Last year, I even tried buying the candy I didn’t like. Finding candy I don’t like is almost impossible, kind of like finding a puppy that doesn’t steal my heart. I mean chocolate…hello…who doesn’t like chocolate? Non-chocolate…pure sugar, I can scarf that down just as easily.
There was the year (way back when I was a health conscious good mom), I gave out toothbrushes. And mind you, the toothbrushes were not the crappy ones…they were Oral B’s. Word got around fast, and the kids avoided my house like the plague. According to the kids, I sucked, but the parents loved me! I was stuck with almost a case of toothbrushes. Everyone got a toothbrush in their stocking that year. (And for the next two years!)

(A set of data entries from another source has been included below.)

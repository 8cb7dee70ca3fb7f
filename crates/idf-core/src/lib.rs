// Dweve IDF - Input Data File toolkit
//
// Copyright (c) 2025 Dweve IP B.V. and individual contributors.
//
// SPDX-License-Identifier: Apache-2.0
//
// Licensed under the Apache License, Version 2.0 (the "License");
// you may not use this file except in compliance with the License.
// You may obtain a copy of the License in the LICENSE file at the
// root of this repository or at: http://www.apache.org/licenses/LICENSE-2.0
//
// Unless required by applicable law or agreed to in writing, software
// distributed under the License is distributed on an "AS IS" BASIS,
// WITHOUT WARRANTIES OR CONDITIONS OF ANY KIND, either express or implied.
// See the License for the specific language governing permissions and
// limitations under the License.

//! Core parser, schema model and validator for IDF input files.
//!
//! An IDF file is a sequence of objects, each an object-type keyword
//! followed by comma-separated field values and terminated by `;`. Lines
//! starting with `!` are comments. The schema names every object type, the
//! positional order of its fields and the repeating group that may follow.
//!
//! The pipeline runs in two passes:
//!
//! 1. [`decode`] tokenizes the text and builds a schema-shaped [`Document`],
//!    resolving object types case-insensitively and collecting lexical
//!    diagnostics.
//! 2. [`validate`] walks the finished document and checks it against the
//!    [`Schema`]: enums, numeric bounds, declared types, required fields and
//!    property counts.
//!
//! [`encode`] renders a document back to legacy text.
//!
//! # Examples
//!
//! ```
//! use idf_core::{decode, encode, validate, FieldSchema, ObjectTypeSchema, Schema};
//!
//! let zone = ObjectTypeSchema::builder("Zone")
//!     .name_field(false)
//!     .field("x_origin", FieldSchema::number().with_default(0.0))
//!     .build()
//!     .unwrap();
//! let schema = Schema::new([zone], Vec::new());
//!
//! let decoded = decode("ZONE, Core, 4.5;", &schema);
//! assert!(decoded.success);
//! assert_eq!(decoded.document.count("Zone"), 1);
//! assert!(validate(&decoded.document, &schema).is_empty());
//!
//! let text = encode(&decoded.document, &schema).unwrap();
//! assert!(text.starts_with("Zone,\n  Core,\n  4.5;"));
//! ```
//!
//! # Lexical Analysis
//!
//! The [`lex`] module exposes the tokenizer on its own, for tools that need
//! token-level access (syntax highlighting, statement counting).

mod decode;
mod diagnostic;
mod document;
mod encode;
mod error;
pub mod lex;
mod resolve;
mod schema;
mod validate;

pub use decode::{
    decode, decode_with_options, DecodeOptions, DecodeOptionsBuilder, Decoded,
    DUPLICATE_NAME_EXEMPT,
};
pub use diagnostic::{Diagnostic, DiagnosticKind, Diagnostics, Severity};
pub use document::{format_real, Document, FieldMap, Instance, InstanceMap, Scalar};
pub use encode::{encode, FIELD_SEPARATOR, OBJECT_TERMINATOR};
pub use error::{IdfError, IdfErrorKind, IdfResult};
pub use resolve::{make_upper_case, ObjectTypeResolver};
pub use schema::{
    partition_fields, Bound, EnumField, EnumValue, ExtensibleGroup, FieldPartition, FieldSchema,
    FieldType, LegacyLayout, NumericBounds, ObjectTypeBuilder, ObjectTypeSchema, ScalarField,
    Schema, UnionBranch, NAME_FIELD,
};
pub use validate::{validate, Validator};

Usually, I buy two of those huge B.J.’s size bags and after about a hundred trick or treaters (and us!), there is only about a handful of candy left at the end of the night. Our stash was beginning to look a little wimpy so I went out and bought a third bag last night.

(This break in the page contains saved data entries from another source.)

// Dweve IDF - Input Data File toolkit
//
// Copyright (c) 2025 Dweve IP B.V. and individual contributors.
//
// SPDX-License-Identifier: Apache-2.0
//
// Licensed under the Apache License, Version 2.0 (the "License");
// you may not use this file except in compliance with the License.
// You may obtain a copy of the License in the LICENSE file at the
// root of this repository or at: http://www.apache.org/licenses/LICENSE-2.0
//
// Unless required by applicable law or agreed to in writing, software
// distributed under the License is distributed on an "AS IS" BASIS,
// WITHOUT WARRANTIES OR CONDITIONS OF ANY KIND, either express or implied.
// See the License for the specific language governing permissions and
// limitations under the License.

//! CLI command implementations

mod convert;
mod inspect;
mod item;
mod validate;

pub use convert::convert;
pub use inspect::inspect;
pub use item::{item, ItemQuery};
pub use validate::validate;

use crate::error::CliError;
use colored::Colorize;
use idf_core::{Diagnostic, Schema, Severity};
use idf_input::{InputProcessor, ProcessorConfig};
use std::fs;
use std::io::{self, Write};
use std::path::Path;
use tracing::debug;

/// Default maximum file size to prevent OOM attacks (1 GB)
/// Can be overridden via IDF_MAX_FILE_SIZE environment variable
pub const DEFAULT_MAX_FILE_SIZE: u64 = 1024 * 1024 * 1024;

fn get_max_file_size() -> u64 {
    std::env::var("IDF_MAX_FILE_SIZE")
        .ok()
        .and_then(|s| s.parse::<u64>().ok())
        .unwrap_or(DEFAULT_MAX_FILE_SIZE)
}

/// Read a file from disk with size validation.
///
/// Files larger than `IDF_MAX_FILE_SIZE` bytes (default 1 GB) are rejected
/// before reading.
///
/// # Examples
///
/// ```no_run
/// use idf_cli::commands::read_file;
///
/// # fn main() -> Result<(), idf_cli::error::CliError> {
/// let content = read_file("in.idf")?;
/// assert!(!content.is_empty());
/// # Ok(())
/// # }
/// ```
pub fn read_file(path: &str) -> Result<String, CliError> {
    let metadata = fs::metadata(path).map_err(|e| CliError::io_error(path, e))?;

    let max_file_size = get_max_file_size();
    if metadata.len() > max_file_size {
        return Err(CliError::file_too_large(path, metadata.len(), max_file_size));
    }

    debug!(path, bytes = metadata.len(), "reading file");
    fs::read_to_string(path).map_err(|e| CliError::io_error(path, e))
}

/// Write content to a file or stdout.
pub fn write_output(content: &str, path: Option<&str>) -> Result<(), CliError> {
    match path {
        Some(p) => fs::write(p, content).map_err(|e| CliError::io_error(p, e)),
        None => io::stdout()
            .write_all(content.as_bytes())
            .map_err(|e| CliError::io_error("<stdout>", e)),
    }
}

/// Input file formats, chosen by extension.
#[derive(Debug, Clone, Copy, PartialEq, Eq)]
pub enum InputFormat {
    /// Legacy positional text (`.idf`, `.imf`)
    Idf,
    /// Structured JSON (`.epjson`, `.json`)
    EpJson,
}

impl InputFormat {
    /// Detect the format from a file extension, case-insensitively.
    ///
    /// ```
    /// use idf_cli::commands::InputFormat;
    ///
    /// assert_eq!(InputFormat::from_path("in.IDF").unwrap(), InputFormat::Idf);
    /// assert_eq!(InputFormat::from_path("in.epJSON").unwrap(), InputFormat::EpJson);
    /// assert!(InputFormat::from_path("in.csv").is_err());
    /// ```
    pub fn from_path(path: &str) -> Result<Self, CliError> {
        let extension = Path::new(path)
            .extension()
            .and_then(|e| e.to_str())
            .map(str::to_ascii_lowercase);
        match extension.as_deref() {
            Some("idf") | Some("imf") => Ok(Self::Idf),
            Some("epjson") | Some("json") => Ok(Self::EpJson),
            _ => Err(CliError::UnsupportedFormat(path.into())),
        }
    }

    /// Parse a `--to` argument.
    pub fn from_name(name: &str) -> Result<Self, CliError> {
        match name.to_ascii_lowercase().as_str() {
            "idf" => Ok(Self::Idf),
            "epjson" | "json" => Ok(Self::EpJson),
            _ => Err(CliError::invalid_input(format!(
                "unknown format '{}' (expected idf or epjson)",
                name
            ))),
        }
    }
}

/// Load an epJSON schema file.
pub fn load_schema(path: &str) -> Result<Schema, CliError> {
    let text = read_file(path)?;
    let schema = idf_json::load_schema(&text).map_err(|e| CliError::Schema(e.to_string()))?;
    debug!(path, object_types = schema.len(), "schema loaded");
    Ok(schema)
}

/// Run the input pipeline on `file`, picking the reader by extension.
pub(crate) fn process_file(
    file: &str,
    schema: Schema,
    config: ProcessorConfig,
) -> Result<InputProcessor, CliError> {
    let format = InputFormat::from_path(file)?;
    let content = read_file(file)?;
    let mut processor = InputProcessor::with_config(schema, config);
    match format {
        InputFormat::Idf => {
            processor.process_idf(&content);
        }
        InputFormat::EpJson => {
            processor.process_epjson(&content)?;
        }
    }
    Ok(processor)
}

/// Print one diagnostic with a colored severity.
pub(crate) fn print_diagnostic(file: &str, diag: &Diagnostic) {
    let severity = match diag.severity() {
        Severity::Warning => "warning".yellow(),
        Severity::Error => "error".red(),
        Severity::Severe => "severe".red().bold(),
    };
    match diag.line() {
        Some(line) => println!("  {}:{}: {}: {}", file, line, severity, diag.message()),
        None => println!("  {}: {}: {}", file, severity, diag.message()),
    }
}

Yes, that’s a lot of candy, and a lot of trick or treaters. It is a tiring night. The person that doles it out well deserves a bit of candy at the end of the night. Yes, that would be me. Of course, I need it now in preparation for handing it out that night! And there are always the slick ones who try to skirt through several times. (I need candy to stay on top of my game!) And last year (and the year before) there was the kid with the two pillowcases, one for himself and one for the sick brother at home. I indulged his first two visits. The third visit…NOT!
I read something last night that said that you (I) could easily gain a half a pound a day from eating a small amount of Halloween treats. I can’t remember exactly how much, but I’m sure I fell within the category. Anyway, if I keep it up, between last week and this week, it is possible I could gain fourteen pounds. A new record. Those who know me, know I don’t like to do things half way. So, I figure with Thanksgiving and Christmas coming up, I am onto something. With the upcoming food and festivities, I could surely gain five pounds a week. So by New Years that’s forty pounds plus the fourteen Halloween pounds which could put my weight at an additional fifty-four pounds. (Don’t stress me, that’s about as good as my math skills get!) That would put me at just slightly ( and I mean ever so slightly) below the 200 pound mark. Maybe, I should consider a career change. A super-size model. Oh yeah, don’t remind me, I’d need to find a pretty face to go with the new bod. Well, I could eat the rest of the candy and go for Sumo wrestler. Or, I could just eat the rest of the candy and just go for a giant ball of blubber…an instant media sensation!
Ok, little boy with the sick brother at home. You’re only getting candy the first time this year. The rest of the candy is mine. All MINE! I mean, after all, I have a new career aspiration!